Hardware Sharing in Parallel PEs for CIP A current block coded in CIIP is predicted by combining inter prediction samples and intra prediction samples. The inter prediction samples are derived based on the inter prediction process using a Merge candidate and the intra prediction samples are derived based on the intra prediction process with the Planar mode. The intra and inter prediction samples are combined using weighted averaging, where the weight value is calculated depending on the coding modes of the top and left neighbouring blocks. With the parallel PE thread design according to an embodiment as shown in FIG. 10 , a CIIP candidate tested in PE thread 3 shares prediction samples directly from an intra candidate in PE thread 2 and a Merge candidate in PE thread 1. Conventional methods of CIP encoding need to fetch reference pixels again or retrieve Merge and intra prediction samples stored in a buffer. In comparison to the conventional methods, the embodiment as shown in FIG. 10 saves the bandwidth as the prediction samples are directly passed from PE 1 and PE 2 to PE 3, reduces the circuits in the PEs testing CIIP candidates, and saves the MC buffers for these PEs. In FIG. 10 , the first CIIP candidate (CIIP0) requires the first Merge candidate (Merge0) and the first intra Planar mode (Intra0) prediction samples, and second CIIP candidate (CIIP1) requires the second Merge candidate (Merge1) and the second intra Planar mode (Intra1) prediction samples. The prediction samples in PEs computing Merge0 and Intra0 are shared with the PE computing CIIP0 and the prediction samples in PEs computing Merge1 and Intra1 are shared with the PE computing CIIP1. The first intra Planar mode (Intra0) and the second intra Planar mode (Intra1) are actually the same, the embodiment as shown in FIG. 10 does not have sufficient prediction buffer for buffering the intra prediction samples of the current block partition, so Intra1 PE has to generate prediction samples by Planar mode again. In another embodiment where the capacity of the prediction buffer is enough, an additional PE call for Intra1 is not needed as the prediction samples generated by Intra0 can be buffered and later used to combine with Merge1 by the PE computing CIIP1.
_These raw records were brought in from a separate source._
use std::{
    collections::HashMap,
    sync::{Arc, Mutex},
};

use acme_lib::{
    Error as LibError,
    persist::{Persist, PersistKey, PersistKind},
};

/// In-memory store handed to acme-lib. The only thing seeded is the account
/// key read from `account/account.key`; whatever the library writes back
/// (issued certificates, keys) is dropped with the client.
#[derive(Clone, Default)]
pub struct AccountPersist {
    inner: Arc<Mutex<HashMap<String, Vec<u8>>>>,
}

impl AccountPersist {
    pub fn seeded(realm: &str, account_key_pem: &str) -> acme_lib::Result<Self> {
        let persist = Self::default();
        persist.put(&account_key(realm), account_key_pem.as_bytes())?;
        Ok(persist)
    }
}

fn account_key(realm: &str) -> PersistKey<'_> {
    PersistKey::new(realm, PersistKind::AccountPrivateKey, "acme_account")
}

impl Persist for AccountPersist {
    fn put(&self, key: &PersistKey, value: &[u8]) -> acme_lib::Result<()> {
        let mut entries = self
            .inner
            .lock()
            .map_err(|e| LibError::Other(e.to_string()))?;
        entries.insert(key.to_string(), value.to_vec());
        Ok(())
    }

    fn get(&self, key: &PersistKey) -> acme_lib::Result<Option<Vec<u8>>> {
        let entries = self
            .inner
            .lock()
            .map_err(|e| LibError::Other(e.to_string()))?;
        Ok(entries.get(&key.to_string()).cloned())
    }
}
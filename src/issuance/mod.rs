pub mod acme;
pub mod challenge;
pub mod dns_providers;
pub mod flow;
pub mod hook;
pub mod keys;
pub mod persist;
With the parallel PE design, the tasks in one or more PE computing CIIP candidates can adaptively skip some CIIP candidates according to the rate-distortion performance of the prediction result generated by a previous CIIP candidate in the same PE thread. In one embodiment, if there are two or more CIIP candidates tested in a PE thread, by sorting the Merge candidates in order from the best (e.g. least MVD bits, lowest SATD, or lowest SAD) to the worse (e.g. most MVD bits, highest SATD, or highest SAD), original assigned tasks for the subsequent CIIP candidates are skipped when the rate-distortion cost associated with a current CIIP candidate is greater than the current best cost. For example, the first Merge candidate (Merge0) has a lower SAD than the second Merge candidate (Merge1), if the rate-distortion performance of the first CIIP candidate (CIIP0) is worse than the current best rate-distortion performance of another coding tool, then the second CIIP candidate (CIIP1) is skipped. It is because there is a high probability that the rate-distortion performance of the second CIIP candidate is worse than that of the first CIIP candidate if the Merge candidates is correctly sorted.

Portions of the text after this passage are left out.